Renatos Theorie war kein Schuss ins Dunkle, sondern beruhte auf
»handfesten Beweisen«, die seit Rimini aus Silvias Bluse
hervorsahen. Ihre oberen Blusenknöpfe mussten wegen der ruckeligen
Fahrt in dem stark vibrierenden Zug aufgesprungen sein. Wären wir
mit einem sanften Eurostar gereist, wären diese sinnlichen blinden
Passagiere bestimmt nie entdeckt worden.
Da wir ihr direkt
gegenübersaßen, entdeckten Renato und ich auf Anhieb den sicherlich
bequemsten Platz im ganzen Zug. Aber Renatos penetrantes Starren
alarmierte schon bald die Mutter des Mädchens, die ihrer Tochter
heimlich ein Zeichen gab und sie auf das Malheur aufmerksam machte.

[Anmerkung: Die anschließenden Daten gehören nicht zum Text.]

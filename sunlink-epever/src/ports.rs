//! Serial port enumeration.

use sunlink_framework::{LinkError, PortScanner};

/// Lists the serial ports the operating system currently exposes.
#[derive(Debug, Clone, Copy, Default)]
pub struct SerialPortScanner;

impl PortScanner for SerialPortScanner {
    fn available_ports(&self) -> Result<Vec<String>, LinkError> {
        tokio_serial::available_ports()
            .map(|ports| ports.into_iter().map(|port| port.port_name).collect())
            .map_err(|e| LinkError::PortScan(e.to_string()))
    }
}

Ich kannte das Foto, das Ruth Orkin von einer jungen Amerikanerin
gemacht hat, die auf einer italienischen Straße von Männern beäugt
wird, die keinerlei Hehl aus ihrer Begierde machen. Mit den Händen
in den Hosentaschen starren sie das Mädchen grinsend an, das sich
seinen Schal enger um die Schultern zieht und die Flucht ergreift.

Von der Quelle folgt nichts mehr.